Task prompt => Line by line, retype the material with nothing left out.

Data to process =>
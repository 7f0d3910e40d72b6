mod catalog;
mod config;
mod error;
mod saved;
mod state;
mod telemetry;
pub mod routes {
    pub mod courses;
    pub mod explain;
    pub mod generate;
    pub mod health;
    pub mod jobs;
    pub mod schedules;
    pub mod schema;
    pub mod validate;
}

use axum::{
    routing::{get, post},
    Router,
};
use tracing_subscriber::{layer::SubscriberExt, util::SubscriberInitExt};

use utoipa::OpenApi;
use utoipa_swagger_ui::SwaggerUi;

#[derive(OpenApi)]
#[openapi(
        paths(
            routes::health::health,
            routes::generate::generate,
            routes::generate::plan,
            routes::validate::validate_handler,
            routes::explain::explain,
            routes::jobs::enqueue,
            routes::jobs::status,
            routes::courses::list,
            routes::courses::get,
            routes::schedules::list,
            routes::schedules::save,
            routes::schedules::delete,
        ),
        components(schemas(
            types::Course, types::CourseSession, types::CourseId, types::SessionId,
            types::Constraint, types::ConstraintKind, types::Priority,
            types::Schedule, types::ScoreEntry, types::Scored,
            types::GenerateRequest, types::PlanRequest, types::ExplainRequest,
            jobs::JobId, jobs::JobStatus,
            saved::SavedSchedule,
            routes::validate::ValidationReport,
            routes::jobs::JobCreated,
            routes::explain::ExplainOut
        )),
        tags(
            (name = "courseplan", description = "Timetable generation API")
        )
    )]
struct ApiDoc;

fn router(app_state: state::AppState, timeout: std::time::Duration) -> Router {
    Router::new()
        .route("/v1/health", get(routes::health::health))
        .route("/v1/generate", post(routes::generate::generate))
        .route("/v1/plan", post(routes::generate::plan))
        .route("/v1/validate", post(routes::validate::validate_handler))
        .route("/v1/explain", post(routes::explain::explain))
        .route("/v1/jobs", post(routes::jobs::enqueue))
        .route("/v1/jobs/:id", get(routes::jobs::status))
        .route("/v1/courses", get(routes::courses::list))
        .route("/v1/courses/:id", get(routes::courses::get))
        .route(
            "/v1/schedules",
            get(routes::schedules::list).post(routes::schedules::save),
        )
        .route("/v1/schedules/:id", axum::routing::delete(routes::schedules::delete))
        .route("/v1/schema", get(routes::schema::request_schema))
        .merge(SwaggerUi::new("/docs").url("/openapi.json", ApiDoc::openapi()))
        .layer(telemetry::stack(timeout))
        .with_state(app_state)
}

async fn shutdown_signal() {
    if let Err(e) = tokio::signal::ctrl_c().await {
        tracing::error!(?e, "failed to listen for ctrl-c");
    }
    tracing::info!("shutting down");
}

#[tokio::main]
async fn main() -> anyhow::Result<()> {
    tracing_subscriber::registry()
        .with(tracing_subscriber::EnvFilter::from_default_env())
        .with(tracing_subscriber::fmt::layer().json())
        .init();

    let settings = config::Settings::from_env()?;
    let catalog = match &settings.catalog.path {
        Some(path) => catalog::Catalog::load(path)?,
        None => catalog::Catalog::default(),
    };
    tracing::info!(courses = catalog.courses().len(), "catalog loaded");

    let app = router(
        state::AppState::new(catalog, settings.job_ttl()),
        settings.request_timeout(),
    );

    let addr = settings.addr()?;
    tracing::info!(%addr, "listening");

    let listener = tokio::net::TcpListener::bind(addr).await?;
    axum::serve(listener, app)
        .with_graceful_shutdown(shutdown_signal())
        .await?;
    Ok(())
}
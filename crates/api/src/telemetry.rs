use std::time::Duration;
use tower::layer::util::{Identity, Stack};
use tower::ServiceBuilder;
use tower_http::trace::HttpMakeClassifier;
use tower_http::{
    cors::CorsLayer, limit::RequestBodyLimitLayer, timeout::TimeoutLayer, trace::TraceLayer,
};

/// Largest accepted request body. A full catalog fits comfortably.
pub const BODY_LIMIT: usize = 2 * 1024 * 1024;

type Layers = Stack<
    TimeoutLayer,
    Stack<CorsLayer, Stack<RequestBodyLimitLayer, Stack<TraceLayer<HttpMakeClassifier>, Identity>>>,
>;

/// Request spans, permissive CORS for the browser client, body cap, and a
/// per-request deadline answered with 408.
pub fn stack(timeout: Duration) -> ServiceBuilder<Layers> {
    ServiceBuilder::new()
        .layer(TraceLayer::new_for_http())
        .layer(RequestBodyLimitLayer::new(BODY_LIMIT))
        .layer(CorsLayer::permissive())
        .layer(TimeoutLayer::new(timeout))
}
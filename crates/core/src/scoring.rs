use std::cmp::Reverse;
use types::{ConstraintKind, Course, CourseSession, Schedule, ScoreEntry, Scored, Constraint};

pub const BASE_SCORE: i64 = 100;
pub const DAY_OFF_BONUS: i64 = 10;
pub const START_HOUR_BONUS: i64 = 5;
pub const END_HOUR_BONUS: i64 = 5;
pub const PREFERRED_PROF_BONUS: i64 = 25;
/// How many schedules `rank` keeps.
pub const TOP_N: usize = 3;

/// Scores one combination against the constraints, in constraint order.
///
/// `picks[i]` is the session chosen for `courses[i]`. Every constraint
/// contributes exactly one entry except a `preferredProf` for a course that
/// is not part of the selection, which is skipped.
pub fn score(courses: &[Course], picks: &[&CourseSession], constraints: &[Constraint]) -> Scored {
    let mut total = BASE_SCORE;
    let mut entries = Vec::with_capacity(constraints.len());

    for c in constraints {
        let penalty = c.priority.penalty();
        let entry = match &c.kind {
            ConstraintKind::DayOff { day } => {
                if picks.iter().any(|s| s.day == *day) {
                    unmet(format!("class on requested day off ({day})"), penalty)
                } else {
                    met(format!("free day ({day})"), DAY_OFF_BONUS)
                }
            }
            ConstraintKind::StartHour { time } => {
                let earliest = picks.iter().map(|s| s.start_time).min();
                match earliest {
                    Some(e) if e < *time => unmet(format!("starts earlier than {time}"), penalty),
                    _ => met(format!("nothing starts before {time}"), START_HOUR_BONUS),
                }
            }
            ConstraintKind::EndHour { time } => {
                let latest = picks.iter().map(|s| s.end_time).max();
                match latest {
                    Some(l) if l > *time => unmet(format!("ends later than {time}"), penalty),
                    _ => met(format!("nothing ends after {time}"), END_HOUR_BONUS),
                }
            }
            ConstraintKind::PreferredProf {
                course_id,
                professor,
            } => {
                let Some(i) = courses.iter().position(|course| &course.id == course_id) else {
                    continue;
                };
                let Some(session) = picks.get(i) else {
                    continue;
                };
                let code = &courses[i].code;
                if &session.professor == professor {
                    met(format!("{code} with {professor}"), PREFERRED_PROF_BONUS)
                } else {
                    unmet(format!("{code} not with {professor}"), penalty)
                }
            }
        };
        total += entry.delta;
        entries.push(entry);
    }

    Scored {
        score: total,
        entries,
    }
}

fn met(reason: String, bonus: i64) -> ScoreEntry {
    ScoreEntry {
        reason,
        delta: bonus,
        met: true,
    }
}

fn unmet(reason: String, penalty: i64) -> ScoreEntry {
    ScoreEntry {
        reason,
        delta: -penalty,
        met: false,
    }
}

/// Human-readable breakdown: the base line, then one line per entry.
pub fn breakdown(scored: &Scored) -> Vec<String> {
    std::iter::once(format!("Base score: {BASE_SCORE}"))
        .chain(scored.entries.iter().map(ToString::to_string))
        .collect()
}

/// Highest score first; equal scores keep their incoming order. Keeps `TOP_N`.
pub fn rank(mut schedules: Vec<Schedule>) -> Vec<Schedule> {
    schedules.sort_by_key(|s| Reverse(s.score));
    schedules.truncate(TOP_N);
    schedules
}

Solution to the exercise =>
repository 7f0d3910e40d72b6
mod catalog;
mod config;
mod error;
mod saved;
mod state;
mod telemetry;
pub mod routes {
    pub mod courses;
    pub mod explain;
    pub mod generate;
    pub mod health;
    pub mod jobs;
    pub mod schedules;
    pub mod schema;
    pub mod validate;
}

use axum::{
    routing::{get, post},
    Router,
};
use tracing_subscriber::{layer::SubscriberExt, util::SubscriberInitExt};

use utoipa::OpenApi;
use utoipa_swagger_ui::SwaggerUi;

#[derive(OpenApi)]
#[openapi(
        paths(
            routes::health::health,
            routes::generate::generate,
            routes::generate::plan,
            routes::validate::validate_handler,
            routes::explain::explain,
            routes::jobs::enqueue,
            routes::jobs::status,
            routes::courses::list,
            routes::courses::get,
            routes::schedules::list,
            routes::schedules::save,
            routes::schedules::delete,
        ),
        components(schemas(
            types::Course, types::CourseSession, types::CourseId, types::SessionId,
            types::Constraint, types::ConstraintKind, types::Priority,
            types::Schedule, types::ScoreEntry, types::Scored,
            types::GenerateRequest, types::PlanRequest, types::ExplainRequest,
            jobs::JobId, jobs::JobStatus,
            saved::SavedSchedule,
            routes::validate::ValidationReport,
            routes::jobs::JobCreated,
            routes::explain::ExplainOut
        )),
        tags(
            (name = "courseplan", description = "Timetable generation API")
        )
    )]
struct ApiDoc;

fn router(app_state: state::AppState, timeout: std::time::Duration) -> Router {
    Router::new()
        .route("/v1/health", get(routes::health::health))
        .route("/v1/generate", post(routes::generate::generate))
        .route("/v1/plan", post(routes::generate::plan))
        .route("/v1/validate", post(routes::validate::validate_handler))
        .route("/v1/explain", post(routes::explain::explain))
        .route("/v1/jobs", post(routes::jobs::enqueue))
        .route("/v1/jobs/:id", get(routes::jobs::status))
        .route("/v1/courses", get(routes::courses::list))
        .route("/v1/courses/:id", get(routes::courses::get))
        .route(
            "/v1/schedules",
            get(routes::schedules::list).post(routes::schedules::save),
        )
        .route("/v1/schedules/:id", axum::routing::delete(routes::schedules::delete))
        .route("/v1/schema", get(routes::schema::request_schema))
        .merge(SwaggerUi::new("/docs").url("/openapi.json", ApiDoc::openapi()))
        .layer(telemetry::stack(timeout))
        .with_state(app_state)
}

async fn shutdown_signal() {
    if let Err(e) = tokio::signal::ctrl_c().await {
        tracing::error!(?e, "failed to listen for ctrl-c");
    }
    tracing::info!("shutting down");
}

#[tokio::main]
async fn main() -> anyhow::Result<()> {
    tracing_subscriber::registry()
        .with(tracing_subscriber::EnvFilter::from_default_env())
        .with(tracing_subscriber::fmt::layer().json())
        .init();

    let settings = config::Settings::from_env()?;
    let catalog = match &settings.catalog.path {
        Some(path) => catalog::Catalog::load(path)?,
        None => catalog::Catalog::default(),
    };
    tracing::info!(courses = catalog.courses().len(), "catalog loaded");

    let app = router(
        state::AppState::new(catalog, settings.job_ttl()),
        settings.request_timeout(),
    );

    let addr = settings.addr()?;
    tracing::info!(%addr, "listening");

    let listener = tokio::net::TcpListener::bind(addr).await?;
    axum::serve(listener, app)
        .with_graceful_shutdown(shutdown_signal())
        .await?;
    Ok(())
}
filename crates/api/src/telemetry.rs
use std::time::Duration;
use tower::layer::util::{Identity, Stack};
use tower::ServiceBuilder;
use tower_http::trace::HttpMakeClassifier;
use tower_http::{
    cors::CorsLayer, limit::RequestBodyLimitLayer, timeout::TimeoutLayer, trace::TraceLayer,
};

/// Largest accepted request body. A full catalog fits comfortably.
pub const BODY_LIMIT: usize = 2 * 1024 * 1024;

type Layers = Stack<
    TimeoutLayer,
    Stack<CorsLayer, Stack<RequestBodyLimitLayer, Stack<TraceLayer<HttpMakeClassifier>, Identity>>>,
>;

/// Request spans, permissive CORS for the browser client, body cap, and a
/// per-request deadline answered with 408.
pub fn stack(timeout: Duration) -> ServiceBuilder<Layers> {
    ServiceBuilder::new()
        .layer(TraceLayer::new_for_http())
        .layer(RequestBodyLimitLayer::new(BODY_LIMIT))
        .layer(CorsLayer::permissive())
        .layer(TimeoutLayer::new(timeout))
}
filename crates/core/src/scoring.rs
use std::cmp::Reverse;
use types::{ConstraintKind, Course, CourseSession, Schedule, ScoreEntry, Scored, Constraint};

pub const BASE_SCORE: i64 = 100;
pub const DAY_OFF_BONUS: i64 = 10;
pub const START_HOUR_BONUS: i64 = 5;
pub const END_HOUR_BONUS: i64 = 5;
pub const PREFERRED_PROF_BONUS: i64 = 25;
/// How many schedules `rank` keeps.
pub const TOP_N: usize = 3;

/// Scores one combination against the constraints, in constraint order.
///
/// `picks[i]` is the session chosen for `courses[i]`. Every constraint
/// contributes exactly one entry except a `preferredProf` for a course that
/// is not part of the selection, which is skipped.
pub fn score(courses: &[Course], picks: &[&CourseSession], constraints: &[Constraint]) -> Scored {
    let mut total = BASE_SCORE;
    let mut entries = Vec::with_capacity(constraints.len());

    for c in constraints {
        let penalty = c.priority.penalty();
        let entry = match &c.kind {
            ConstraintKind::DayOff { day } => {
                if picks.iter().any(|s| s.day == *day) {
                    unmet(format!("class on requested day off ({day})"), penalty)
                } else {
                    met(format!("free day ({day})"), DAY_OFF_BONUS)
                }
            }
            ConstraintKind::StartHour { time } => {
                let earliest = picks.iter().map(|s| s.start_time).min();
                match earliest {
                    Some(e) if e < *time => unmet(format!("starts earlier than {time}"), penalty),
                    _ => met(format!("nothing starts before {time}"), START_HOUR_BONUS),
                }
            }
            ConstraintKind::EndHour { time } => {
                let latest = picks.iter().map(|s| s.end_time).max();
                match latest {
                    Some(l) if l > *time => unmet(format!("ends later than {time}"), penalty),
                    _ => met(format!("nothing ends after {time}"), END_HOUR_BONUS),
                }
            }
            ConstraintKind::PreferredProf {
                course_id,
                professor,
            } => {
                let Some(i) = courses.iter().position(|course| &course.id == course_id) else {
                    continue;
                };
                let Some(session) = picks.get(i) else {
                    continue;
                };
                let code = &courses[i].code;
                if &session.professor == professor {
                    met(format!("{code} with {professor}"), PREFERRED_PROF_BONUS)
                } else {
                    unmet(format!("{code} not with {professor}"), penalty)
                }
            }
        };
        total += entry.delta;
        entries.push(entry);
    }

    Scored {
        score: total,
        entries,
    }
}

fn met(reason: String, bonus: i64) -> ScoreEntry {
    ScoreEntry {
        reason,
        delta: bonus,
        met: true,
    }
}

fn unmet(reason: String, penalty: i64) -> ScoreEntry {
    ScoreEntry {
        reason,
        delta: -penalty,
        met: false,
    }
}

/// Human-readable breakdown: the base line, then one line per entry.
pub fn breakdown(scored: &Scored) -> Vec<String> {
    std::iter::once(format!("Base score: {BASE_SCORE}"))
        .chain(scored.entries.iter().map(ToString::to_string))
        .collect()
}

/// Highest score first; equal scores keep their incoming order. Keeps `TOP_N`.
pub fn rank(mut schedules: Vec<Schedule>) -> Vec<Schedule> {
    schedules.sort_by_key(|s| Reverse(s.score));
    schedules.truncate(TOP_N);
    schedules
}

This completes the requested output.